Labour Shortages: The industry continues to struggle with finding and retaining staff. Many owners, particularly retirees with no prior foodservice exposure, are ill-equipped to manage high-turnover teams.
Debt Burdens and High Interest Rates: Small restaurants often have fragile capital structures. The current interest rate environment compounds balance sheet vulnerabilities.
Some experts in the franchise sector also note that tight franchisor control combined with inflexible landlords often prevents meaningful restructuring efforts, particularly when replacing restaurant operators during insolvency proceedings.
Case Studies in Collapse: Red Lobster and Hooters
The recent bankruptcies of Red Lobster and Hooters underscore how even iconic chains are not immune.
Red Lobster’s bankruptcy filing in May 2024 followed years of traffic declines and strategic missteps—including the now-infamous “Endless Shrimp” promotion, which transformed a successful limited-time offer into a permanent, money-losing menu item. Coupled with supply obligations pushed by equity sponsor Thai Union, the move cost the company $11 million and further strained an already thin cash position.
Financially, the chain's liquidity plummeted from $100 million to under $30 million in just six months. EBITDA dropped more than 60% during the same period. Despite generating $2 billion in revenue, the model became unsustainable.
Hooters followed suit in March 2025, filing for bankruptcy protection under $376 million in debt. The chain blamed inflation, rising lease obligations, and brand stagnation. The bankruptcy process is now facilitating a founder-led buyout of its corporate locations—highlighting how survival increasingly requires strategic reinvention, not just financial restructuring.
What Should Operators Do?
While each situation is unique, several principles apply across the board in this space:
Review the Cost Stack: Align expenses with current volume realities. Identify savings that preserve the core customer experience.

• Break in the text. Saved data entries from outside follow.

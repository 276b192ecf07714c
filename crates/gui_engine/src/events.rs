//! GUI event types
//!
//! Platform input arrives as [`PointerEvent`]s and is translated by the
//! router into synthetic GUI events. Every element handler returns a bool:
//! `true` means the event was consumed and stops forwarding to elements
//! further back in the hit-test order.

use std::any::Any;
use std::fmt;
use std::rc::Rc;

use crate::foundation::math::Vec2I;

bitflags::bitflags! {
    /// Keyboard modifier state carried on pointer events
    #[derive(Debug, Clone, Copy, PartialEq, Eq, Default)]
    pub struct GuiModifiers: u8 {
        /// Shift is held
        const SHIFT = 0b001;
        /// Control is held
        const CTRL = 0b010;
        /// Alt is held
        const ALT = 0b100;
    }
}

/// Pointer button as reported by the platform layer
#[derive(Debug, Clone, Copy, PartialEq, Eq)]
pub enum PointerButton {
    /// Left button
    Left,
    /// Middle button
    Middle,
    /// Right button
    Right,
    /// Any additional button (thumb buttons etc.)
    Extra(u32),
}

/// Mouse button identifier used by GUI events
#[derive(Debug, Clone, Copy, PartialEq, Eq, Hash)]
pub enum GuiMouseButton {
    /// Left mouse button
    Left,
    /// Middle mouse button
    Middle,
    /// Right mouse button
    Right,
}

impl GuiMouseButton {
    /// Index into per-button state arrays
    pub fn index(self) -> usize {
        match self {
            GuiMouseButton::Left => 0,
            GuiMouseButton::Middle => 1,
            GuiMouseButton::Right => 2,
        }
    }
}

/// Raw pointer event handed to the router by the platform layer
#[derive(Debug, Clone)]
pub struct PointerEvent {
    /// Pointer position in screen coordinates
    pub screen_pos: Vec2I,
    /// Pressed state of the left/middle/right buttons
    pub button_states: [bool; 3],
    /// The button that triggered a press/release/double-click event
    pub button: PointerButton,
    /// Keyboard modifier state
    pub modifiers: GuiModifiers,
    /// Wheel scroll delta carried by move events
    pub scroll_amount: f32,
}

impl PointerEvent {
    /// Create a pointer event at a screen position with no buttons held
    pub fn at(screen_pos: Vec2I) -> Self {
        Self {
            screen_pos,
            button_states: [false; 3],
            button: PointerButton::Left,
            modifiers: GuiModifiers::empty(),
            scroll_amount: 0.0,
        }
    }

    /// Set the triggering button and mark it held
    pub fn with_button(mut self, button: PointerButton) -> Self {
        self.button = button;
        if let PointerButton::Left = button {
            self.button_states[0] = true;
        } else if let PointerButton::Middle = button {
            self.button_states[1] = true;
        } else if let PointerButton::Right = button {
            self.button_states[2] = true;
        }
        self
    }

    /// Set the wheel scroll delta
    pub fn with_scroll(mut self, amount: f32) -> Self {
        self.scroll_amount = amount;
        self
    }
}

/// Opaque, cheaply cloneable drag-and-drop payload
///
/// The payload's concrete type is private to the drag source and drop target;
/// the router only moves it around.
#[derive(Clone)]
pub struct DragPayload(Rc<dyn Any>);

impl DragPayload {
    /// Wrap a payload value
    pub fn new<T: 'static>(value: T) -> Self {
        Self(Rc::new(value))
    }

    /// Downcast the payload to a concrete type
    pub fn downcast_ref<T: 'static>(&self) -> Option<&T> {
        self.0.downcast_ref()
    }
}

impl fmt::Debug for DragPayload {
    fn fmt(&self, f: &mut fmt::Formatter<'_>) -> fmt::Result {
        f.write_str("DragPayload")
    }
}

/// The synthetic mouse event variants the router dispatches to elements
#[derive(Debug, Clone)]
pub enum GuiMouseEventKind {
    /// Pointer entered the element's bounds
    MouseOver {
        /// Pointer position in widget-local coordinates
        local_pos: Vec2I,
    },
    /// Pointer left the element's bounds
    MouseOut {
        /// Pointer position in widget-local coordinates
        local_pos: Vec2I,
    },
    /// Pointer moved while hovering the element
    MouseMove {
        /// Pointer position in widget-local coordinates
        local_pos: Vec2I,
    },
    /// Wheel scrolled while hovering the element
    MouseWheel {
        /// Scroll delta
        amount: f32,
    },
    /// Button pressed over the element
    MouseDown {
        /// Pointer position in widget-local coordinates
        local_pos: Vec2I,
        /// Button that was pressed
        button: GuiMouseButton,
    },
    /// Button released over the element
    MouseUp {
        /// Pointer position in widget-local coordinates
        local_pos: Vec2I,
        /// Button that was released
        button: GuiMouseButton,
    },
    /// Button double-clicked over the element
    MouseDoubleClick {
        /// Pointer position in widget-local coordinates
        local_pos: Vec2I,
        /// Button that was double-clicked
        button: GuiMouseButton,
    },
    /// A held press crossed the drag threshold
    MouseDragStart {
        /// Pointer position in widget-local coordinates
        local_pos: Vec2I,
        /// Position of the initiating press in widget-local coordinates
        drag_start_pos: Vec2I,
    },
    /// Pointer moved while a drag session is active
    MouseDrag {
        /// Pointer position in widget-local coordinates
        local_pos: Vec2I,
        /// Screen-space delta from where the drag started
        drag_amount: Vec2I,
    },
    /// The dragging button was released
    MouseDragEnd {
        /// Pointer position in widget-local coordinates
        local_pos: Vec2I,
    },
    /// A drag-and-drop payload is hovering the element
    DragAndDropDragged {
        /// Pointer position in widget-local coordinates
        local_pos: Vec2I,
        /// Payload type tag
        type_id: u32,
        /// The payload itself
        payload: DragPayload,
    },
    /// A drag-and-drop payload was dropped on the element
    DragAndDropDropped {
        /// Pointer position in widget-local coordinates
        local_pos: Vec2I,
        /// Payload type tag
        type_id: u32,
        /// The payload itself
        payload: DragPayload,
    },
    /// A drag-and-drop payload left the element's bounds
    DragAndDropLeft {
        /// Pointer position in widget-local coordinates
        local_pos: Vec2I,
        /// Payload type tag
        type_id: u32,
        /// The payload itself
        payload: DragPayload,
    },
}

/// Synthetic mouse event dispatched to elements
#[derive(Debug, Clone)]
pub struct GuiMouseEvent {
    /// The event variant
    pub kind: GuiMouseEventKind,
    /// Pressed state of the left/middle/right buttons
    pub button_states: [bool; 3],
    /// Keyboard modifier state
    pub modifiers: GuiModifiers,
}

impl GuiMouseEvent {
    /// Create a new mouse event
    pub fn new(kind: GuiMouseEventKind, button_states: [bool; 3], modifiers: GuiModifiers) -> Self {
        Self {
            kind,
            button_states,
            modifiers,
        }
    }
}

/// Command events dispatched to focused elements
#[derive(Debug, Clone, Copy, PartialEq, Eq)]
pub enum GuiCommandEvent {
    /// The element gained input focus
    FocusGained,
    /// The element lost input focus
    FocusLost,
    /// The element should repaint (caret blink)
    Redraw,
    /// Delete the character before the caret
    Backspace,
    /// Delete the character after the caret
    Delete,
    /// Insert a line break
    Return,
    /// Confirm the current input
    Confirm,
    /// Cancel the current input
    Escape,
    /// Move the caret left
    MoveLeft,
    /// Move the caret right
    MoveRight,
    /// Move the caret up
    MoveUp,
    /// Move the caret down
    MoveDown,
    /// Extend the selection left
    SelectLeft,
    /// Extend the selection right
    SelectRight,
    /// Extend the selection up
    SelectUp,
    /// Extend the selection down
    SelectDown,
}

/// Editing and navigation commands produced by the platform input layer
#[derive(Debug, Clone, Copy, PartialEq, Eq)]
pub enum InputCommand {
    /// Backspace key
    Backspace,
    /// Delete key
    Delete,
    /// Return key
    Return,
    /// Confirm shortcut
    Confirm,
    /// Escape key
    Escape,
    /// Caret left
    CursorMoveLeft,
    /// Caret right
    CursorMoveRight,
    /// Caret up
    CursorMoveUp,
    /// Caret down
    CursorMoveDown,
    /// Selection left
    SelectLeft,
    /// Selection right
    SelectRight,
    /// Selection up
    SelectUp,
    /// Selection down
    SelectDown,
}

impl From<InputCommand> for GuiCommandEvent {
    fn from(command: InputCommand) -> Self {
        match command {
            InputCommand::Backspace => GuiCommandEvent::Backspace,
            InputCommand::Delete => GuiCommandEvent::Delete,
            InputCommand::Return => GuiCommandEvent::Return,
            InputCommand::Confirm => GuiCommandEvent::Confirm,
            InputCommand::Escape => GuiCommandEvent::Escape,
            InputCommand::CursorMoveLeft => GuiCommandEvent::MoveLeft,
            InputCommand::CursorMoveRight => GuiCommandEvent::MoveRight,
            InputCommand::CursorMoveUp => GuiCommandEvent::MoveUp,
            InputCommand::CursorMoveDown => GuiCommandEvent::MoveDown,
            InputCommand::SelectLeft => GuiCommandEvent::SelectLeft,
            InputCommand::SelectRight => GuiCommandEvent::SelectRight,
            InputCommand::SelectUp => GuiCommandEvent::SelectUp,
            InputCommand::SelectDown => GuiCommandEvent::SelectDown,
        }
    }
}

/// Character input event dispatched to focused elements
#[derive(Debug, Clone, Copy, PartialEq, Eq)]
pub struct GuiTextInputEvent {
    /// The character that was typed
    pub character: char,
}

/// Application-defined virtual button identifier
#[derive(Debug, Clone, Copy, PartialEq, Eq, Hash)]
pub struct VirtualButton(pub u32);

/// Virtual button event dispatched to focused elements
#[derive(Debug, Clone, Copy, PartialEq, Eq)]
pub struct GuiVirtualButtonEvent {
    /// The virtual button that went down
    pub button: VirtualButton,
}

/// Cursor glyphs the router may request from the platform
#[derive(Debug, Clone, Copy, PartialEq, Eq)]
pub enum CursorType {
    /// Default arrow cursor
    Arrow,
    /// Arrow with a drag adornment, shown while a payload may be dropped
    ArrowDrag,
    /// Denied glyph, shown while a payload has no valid drop target
    Deny,
    /// Text caret
    IBeam,
    /// Horizontal resize
    SizeWE,
    /// Vertical resize
    SizeNS,
}
//! GUI manager: element lifetime, focus, frame update and render handoff
//!
//! The manager owns every widget and element behind stable slotmap handles
//! and drives the per-frame update. Pointer routing lives in the router
//! module and batching in the batching module; both operate on the state
//! declared here.
//!
//! Element handlers never call back into the manager. They queue side
//! effects on [`GuiActions`](crate::element::GuiActions) which the manager
//! absorbs after every dispatch, so destruction marks are visible before the
//! next element is considered while arena mutation stays outside iteration.

use std::collections::HashMap;
use std::mem;

use crate::config::GuiConfig;
use crate::dragdrop::{DragAndDrop, DragState};
use crate::element::{GuiActions, GuiElement};
use crate::error::{GuiError, GuiResult};
use crate::events::{
    CursorType, DragPayload, GuiCommandEvent, GuiModifiers, GuiMouseButton, GuiMouseEvent,
    GuiMouseEventKind, GuiTextInputEvent, GuiVirtualButtonEvent, InputCommand, VirtualButton,
};
use crate::foundation::collections::{ElementId, ElementMap, TargetId, TargetMap, WidgetId, WidgetMap};
use crate::foundation::math::{transform_point, Mat4, Vec2I};
use crate::foundation::time::FrameClock;
use crate::platform::{CursorHost, PlatformWindows, TooltipHost, WindowId};
use crate::render::{
    GuiDrawEntry, GuiRenderData, GuiRenderSnapshot, MeshPool,
};
use crate::widget::{GuiWidget, RenderTarget};

/// Bounded recursion through input bridges guards against bridge cycles
const MAX_BRIDGE_DEPTH: usize = 8;

/// External collaborators threaded through routing and update calls
///
/// The manager holds none of these between calls; the embedding application
/// owns them and lends them per call.
pub struct GuiIo<'a> {
    /// Window queries for hit-testing
    pub platform: &'a dyn PlatformWindows,
    /// Cursor glyph receiver
    pub cursor: &'a mut dyn CursorHost,
    /// Tooltip receiver
    pub tooltip: &'a mut dyn TooltipHost,
    /// Mesh allocator for batch rebuilds
    pub mesh_pool: &'a mut dyn MeshPool,
}

/// Arena slot for one element
pub(crate) struct ElementEntry {
    pub(crate) element: Box<dyn GuiElement>,
    pub(crate) widget: WidgetId,
    pub(crate) destroyed: bool,
}

/// Hover bookkeeping for one element under the pointer
///
/// `received_mouse_over` and `uses_mouse_over` carry across refreshes;
/// `is_hovering` is recomputed every refresh and marks the elements at or in
/// front of the first one that claimed the hover.
#[derive(Debug, Clone, Copy)]
pub(crate) struct HoverInfo {
    pub(crate) element: ElementId,
    pub(crate) widget: WidgetId,
    pub(crate) depth: u32,
    pub(crate) received_mouse_over: bool,
    pub(crate) uses_mouse_over: bool,
    pub(crate) is_hovering: bool,
}

/// Focus bookkeeping for one focused element
#[derive(Debug, Clone, Copy)]
pub(crate) struct FocusInfo {
    pub(crate) element: ElementId,
    pub(crate) widget: WidgetId,
    pub(crate) uses_focus: bool,
}

/// An element participating in the current press
#[derive(Debug, Clone, Copy)]
pub(crate) struct ActiveInfo {
    pub(crate) element: ElementId,
    pub(crate) widget: WidgetId,
}

/// Pending tooltip for the front-most hovered element
#[derive(Debug, Clone, Copy)]
pub(crate) struct TooltipState {
    pub(crate) element: ElementId,
    pub(crate) hover_start: f32,
    pub(crate) shown: bool,
    pub(crate) window_pos: Vec2I,
}

/// The retained GUI runtime
///
/// One instance serves every window and offscreen surface of the
/// application. All state mutation funnels through the routing entry points
/// and [`GuiManager::update`].
pub struct GuiManager {
    pub(crate) config: GuiConfig,
    pub(crate) targets: TargetMap<RenderTarget>,
    pub(crate) widgets: WidgetMap<GuiWidget>,
    pub(crate) widget_order: Vec<WidgetId>,
    pub(crate) elements: ElementMap<ElementEntry>,
    pub(crate) render_data: HashMap<TargetId, GuiRenderData>,
    pub(crate) core_dirty: bool,

    pub(crate) elements_under_pointer: Vec<HoverInfo>,
    pub(crate) elements_in_focus: Vec<FocusInfo>,
    pub(crate) active_elements: Vec<ActiveInfo>,
    pub(crate) active_mouse_button: Option<GuiMouseButton>,

    pub(crate) drag_state: DragState,
    pub(crate) last_pointer_click_pos: Vec2I,
    pub(crate) drag_start_pos: Vec2I,
    pub(crate) last_pointer_screen_pos: Vec2I,
    pub(crate) last_button_states: [bool; 3],
    pub(crate) last_modifiers: GuiModifiers,

    pub(crate) active_cursor: CursorType,
    pub(crate) drag_and_drop: DragAndDrop,
    pub(crate) destroy_queue: Vec<ElementId>,
    pub(crate) forced_focus: Vec<(ElementId, bool)>,
    pub(crate) input_bridges: HashMap<TargetId, ElementId>,
    pub(crate) actions: GuiActions,

    pub(crate) clock: FrameClock,
    pub(crate) caret_timer: f32,
    pub(crate) caret_visible: bool,
    pub(crate) tooltip: Option<TooltipState>,
    pub(crate) tooltip_hide_pending: bool,
}

impl Default for GuiManager {
    fn default() -> Self {
        Self::new()
    }
}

Deleverage: Avoid excessive debt. Where repayment is unsustainable, engage lenders early to explore options.
Renegotiate Leases: Pandemic-era optimism often led to over commitment. Renegotiating or exiting burdensome leases can free up vital cash flow.
Keep It Simple: When facing a crisis, prioritize pragmatic, executable solutions. A flashy new concept is no substitute for restored liquidity.
Right-Size Compensation: Owner compensation must reflect business performance. Draws that deplete working capital endanger long-term viability.
Put simply, sound financial hygiene and early intervention can mean the difference between restructuring and shutting the doors for good.
Looking Ahead
There are early signs of cautious optimism. The Conference Board of Canada projects a 4.9% increase in full-service restaurant sales in 2025. Still, this signals a slow and fragile recovery, and not a return to pre-pandemic stability.
For distressed asset investors and turnaround professionals, the current environment offers more runway than it has in years. For example, restaurant failures are rising, but so are opportunities to restructure operations, consolidate industry share, and reposition assets for long-term value.
Accordingly, this may be less a crisis than a necessary course correction. Saturated markets are shedding weaker operators, creating openings for stronger players. In urban centres, the supply-demand balance is shifting, offering rare chances to acquire prime locations at lower rents or take over fully built-out spaces at a fraction of replacement cost.
In many ways, the ingredients for renewal are already on the table. As any great chef knows, extraordinary results often come from limited ingredients and high pressure—so too with restructuring. In the right hands, insolvency is not an ending, but a reinvention.
By Divi Dev. Divi is a restructuring lawyer and the founder of Divi Distressed Investments, L.P., specializing in business rescue and distressed corporate investments advisory. Divi provides legal services through a professional law corporation. The views expressed are personal.